Dass der Kreml diesen Schritt vollziehen würde, hatte sich schon am Dienstag abgezeichnet. Das Parlament nahm einen Gesetzesentwurf an, der die strafrechtliche Verfolgung von Reservisten erlaubt, die nicht zur militärischen Ausbildung erscheinen. Zudem wurden «Referenden» angekündigt, die am Freitag beginnen und den (nicht legitimen) Anschluss der vier ukrainischen Regionen Donezk, Luhansk, Saporischschja und Cherson an Russland besiegeln sollen.

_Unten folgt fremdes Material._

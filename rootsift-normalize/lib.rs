mod grayscale;
mod root;

pub use grayscale::{to_grayscale, LUMA_WEIGHTS};
pub use root::{l1_norm, root_normalize, root_normalize_all};

use rootsift_core::{DegeneratePolicy, DescriptorExtractor, DescriptorSet, FloatImage, Keypoint, TaskResult};

/// Extract, normalize and validate the descriptors of one image.
///
/// An empty keypoint slice yields an empty set without calling the extractor.
pub fn describe(
    image: &FloatImage,
    keypoints: &[Keypoint],
    extractor: &dyn DescriptorExtractor,
    policy: DegeneratePolicy,
) -> TaskResult<DescriptorSet> {
    if keypoints.is_empty() {
        return Ok(DescriptorSet::empty());
    }

    let raw = extractor.extract(image, keypoints)?;
    tracing::debug!(
        extractor = extractor.name(),
        keypoints = keypoints.len(),
        descriptors = raw.len(),
        "extracted raw descriptors"
    );

    let normalized = root_normalize_all(&raw, policy)?;
    DescriptorSet::pair(keypoints, normalized)
}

Bisher hatte sich der russische Machthaber grösste Mühe gegeben, die Menschen in den Metropolen den Krieg nicht spüren zu lassen – aus Angst vor der Reaktion der Bevölkerung schreckte Putin lange vor einer Mobilmachung zurück. Doch je mehr Gebiete die ukrainischen Streitkräfte in den letzten Wochen befreiten, desto klarer wurde, dass die russische Militärstrategie gescheitert ist. Entsprechend lauter wurden auch die Stimmen der Hardliner, die nach einer Eskalation verlangten. Mit der Teilmobilmachung kommt Putin ihnen nun ein grosses Stück entgegen: Den eklatanten Personalmangel in der Armee will er mit Hunderttausenden jungen Männern beheben, die nun an die Front müssen, um als Kanonenfutter für die imperialen Fantasien des Regimes zu sterben.
Mit dem Anschluss der besetzten Gebiete hält sich Putin zugleich den Weg zur weiteren Eskalation der Lage offen: Jeden ukrainischen Befreiungsversuch wird er inskünftig als Attacke auf russisches Territorium werten können, was ihm wiederum die Möglichkeit gibt, doch noch eine Generalmobilmachung zu verkünden. Dazu passt auch, dass er in seiner Ansprache so konkret wie noch nie mit einem Atomschlag drohte, sollte der «kollektive Westen» nicht von seinem angeblichen Plan abrücken, Russland zu zerschlagen. «Das ist kein Bluff», sagte Putin, Russlands Schicksal sei es seit jeher gewesen, «jene zu stoppen, die die Weltherrschaft an sich reissen wollen». Nach Stärke klingen diese Worte nicht.
Putin will nicht nur die eigene Bevölkerung auf die kommenden Entbehrungen einschwören, sondern einmal mehr die westlichen Regierungen einschüchtern: Seine Drohgebärden sollen diese dazu bewegen, die Führung in Kyjiw unter Druck zu setzen. Auf dem Schlachtfeld ändert die Mobilmachung indes zunächst wohl wenig – bis die Reservisten vor Ort sind, dürften Monate vergehen. Woher die ganze Ausrüstung kommen soll, bleibt offen.
Indem Putin nun alles auf eine Karte setzt, riskiert er nicht zuletzt auch den eigenen Untergang. Aus einem Krieg gegen die Opposition sei einer gegen die ganze Gesellschaft geworden, schrieb der liberale russische Politologe Andrei Kolesnikow. Wie diese Gesellschaft auf den Einzug ihrer Söhne reagieren wird, ist noch offen. Am Mittwoch stiegen die Preise für Flugtickets ins Ausland auf ein Vielfaches. Und die Opposition rief erstmals seit Monaten zu landesweiten Protesten auf.